(g.l.) Il 3 aprile di ogni anno il Friuli storico ricorda la nascita dello Stato Patriarcale, avvenuta nel 1077: è la “Fieste de Patrie dal Friûl”. Un evento celebrato, pochi giorni fa come è noto, anche in Consiglio regionale, a Trieste, ove accanto ai politici – il presidente della stessa Istituzione di Piazza Oberdan, Piero Mauro Zanin, e il governatore Massimiliano Fedriga – ha avuto un ruolo di primo piano pure l’intervento di Dino Persello, attore, regista e scrittore, da sempre impegnato per la difesa e la valorizzazione della lingua e delle peculiarità della sua terra.

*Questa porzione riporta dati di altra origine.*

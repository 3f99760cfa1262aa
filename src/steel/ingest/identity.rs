//! Content-derived material identifiers.
//!
//! A record is flattened into `parent_child` keys, the identity field is
//! removed, and the sorted `key:value` pairs are hashed with SHA-256. Two
//! records with the same flattened content always share an identifier.

use std::collections::BTreeMap;

use serde_json::Value;
use sha2::{Digest, Sha256};

use crate::steel::ingest::error::Result;
use crate::steel::ingest::model::MetadataRecord;

/// Field holding the derived identifier. It is never part of its own hash.
pub const IDENTITY_FIELD: &str = "material_id";

/// Separator joining nested keys to their parent key.
const KEY_SEPARATOR: char = '_';

/// Returns the hexadecimal identifier of a nested key-value record.
pub fn identify(record: &Value) -> String {
    let mut flat = flatten(record);
    flat.remove(IDENTITY_FIELD);

    let concatenated: String = flat
        .iter()
        .map(|(key, value)| format!("{key}:{value}"))
        .collect();

    hex::encode(Sha256::digest(concatenated.as_bytes()))
}

/// Flattens nested objects into a single level. Arrays stay leaf values.
pub fn flatten(record: &Value) -> BTreeMap<String, String> {
    let mut flat = BTreeMap::new();
    flatten_into(record, "", &mut flat);
    flat
}

fn flatten_into(value: &Value, path: &str, flat: &mut BTreeMap<String, String>) {
    match value {
        Value::Object(entries) => {
            for (key, nested) in entries {
                let child = if path.is_empty() {
                    key.clone()
                } else {
                    format!("{path}{KEY_SEPARATOR}{key}")
                };
                flatten_into(nested, &child, flat);
            }
        }
        Value::String(text) => {
            flat.insert(path.to_string(), text.clone());
        }
        leaf => {
            flat.insert(path.to_string(), leaf.to_string());
        }
    }
}

impl MetadataRecord {
    /// Computes the record's identifier from its current content and stores it
    /// in `material_id`, replacing any stale value.
    pub fn assign_material_id(&mut self) -> Result<&str> {
        self.material_id = None;
        let id = identify(&serde_json::to_value(&*self)?);
        Ok(self.material_id.insert(id).as_str())
    }
}

#[cfg(test)]
mod tests {
    use serde_json::json;

    use super::*;
    use crate::steel::ingest::model::{ScalarValue, Supplier};

    #[test]
    fn identifier_is_fixed_length_hex() {
        let id = identify(&json!({"grade": "DX51D"}));
        assert_eq!(id.len(), 64);
        assert!(id.chars().all(|ch| ch.is_ascii_hexdigit()));
    }

    #[test]
    fn key_order_does_not_matter() {
        let lhs = json!({"grade": "DX51D", "composition": {"C": 0.02, "Mn": 0.2}});
        let mut rhs = serde_json::Map::new();
        rhs.insert("composition".into(), json!({"Mn": 0.2, "C": 0.02}));
        rhs.insert("grade".into(), json!("DX51D"));

        assert_eq!(identify(&lhs), identify(&Value::Object(rhs)));
    }

    #[test]
    fn stale_identity_field_is_ignored() {
        let plain = json!({"grade": "DX51D", "supplier": "source1"});
        let stale = json!({"grade": "DX51D", "supplier": "source1", "material_id": "abc"});

        assert_eq!(identify(&plain), identify(&stale));
    }

    #[test]
    fn content_changes_change_the_identifier() {
        let lhs = json!({"grade": "DX51D"});
        let rhs = json!({"grade": "DX52D"});
        assert_ne!(identify(&lhs), identify(&rhs));
    }

    #[test]
    fn nested_keys_are_joined_with_underscore_and_lists_stay_leaves() {
        let flat = flatten(&json!({
            "description_i18n": {"de": "Kantenriss"},
            "tags": ["a", "b"],
        }));

        assert_eq!(flat.get("description_i18n_de").map(String::as_str), Some("Kantenriss"));
        assert_eq!(flat.get("tags").map(String::as_str), Some(r#"["a","b"]"#));
    }

    #[test]
    fn hash_matches_concatenated_sorted_pairs() {
        let record = json!({"supplier": "source1", "grade": "DX51D"});
        let expected = hex::encode(Sha256::digest(b"grade:DX51Dsupplier:source1"));
        assert_eq!(identify(&record), expected);
    }

    #[test]
    fn assigned_identifier_is_stable_across_reassignment() {
        let mut record = MetadataRecord::new(Supplier::Source1);
        record.grade = Some("DX51D".into());
        record
            .composition
            .insert("C".into(), ScalarValue::Number(0.02));

        let first = record.assign_material_id().unwrap().to_string();
        let second = record.assign_material_id().unwrap().to_string();
        assert_eq!(first, second);

        let mut twin = record.clone();
        twin.material_id = Some("stale".into());
        assert_eq!(twin.assign_material_id().unwrap(), first);
    }
}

Un intervento applauditissimo, intercalato dagli altrettanto apprezzati intermezzi con le fisarmoniche di Pasqualino Petris e del figlio Manuel, che ha emozionato l’artista sandanielese (ma nato nella vicina Dignano, in riva al Tagliamento), anche perché ha registrato una comunanza di vedute – «la sintonia dei pensieri», come lui stesso la definisce – con il presidente della Regione Fvg, quando ha parlato di difesa delle radici. «Una ricorrenza – aveva infatti osservato Fedriga – che rappresenta le radici dalle quali crescono le foglie del nostro presente. Foglie che però ora devono iniziare a guardare al futuro. Sulle radici dalle quali proveniamo, infatti, stiamo costruendo il Friuli Venezia Giulia di domani». E di radici Persello parla con molta efficacia nello scritto in lingua friulana – con la sua cadenza dignanese – che riportiamo qui sotto.
«I verbali dei notai intorno al 1250 – ha raccontato l’attore in “marilenghe”, come ha riferito Trieste All News – venivano scritti in tre lingue: italiano, latino e friulano, con le sue varianti. Ma non è certo che all’epoca si salutassero con il “Mandi” che usiamo ancora oggi come saluto di affetto e confidenza che non ha eguali nella lingua italiana, pur senza sapere cosa significhi di preciso. C’è chi vi assegna significati religiosi, “Che la mano di Dio ti protegga”, ma anche “Che tu possa vivere a lungo”». E nell’aula consiliare, come non ricordare l’indimenticabile Alfeo Mizzau, per tutti “Feo di Bean”, sempre in prima linea per la difesa dell’identità friulana, portandone la lingua anche tra i banchi del Parlamento europeo. Ma Persello non ha evitato le asperità dei nostri giorni, partendo dalla dura esperienza dei due anni segnati dal Covid o Coronavirus che dir si voglia. «È morta – ha detto con amarezza – la migliore delle generazioni, quella che senza studi ha educato i suoi figli, quella che anche se le mancava tutto ha insegnato loro il valore più grande della vita: la dignità. Se ne sono andati quelli che hanno lavorato da un buio all’altro, quelli che si accontentavano di niente, quelli che chiedevano solo di morire in pace invece sono morti da soli, spaventati, e se ne sono andati senza disturbare e senza un “Mandi”. Siamo un popolo che ha difficoltà a lavorare in squadra, a promuovere i suoi prodotti e il suo territorio, all’accoglienza, anche se in questo stiamo crescendo e i giovani hanno iniziato una promozione molto dettagliata». E ha concluso con una battuta, peraltro molto applaudita: «Da 132 anni a questa parte, a Fagagna si ripete la corsa degli asini. Lo scorso anno, hanno corso 5 asini e 20 asine: questo vuol dire che l’emancipazione femminile è più avanti tra gli asini che tra gli esseri umani».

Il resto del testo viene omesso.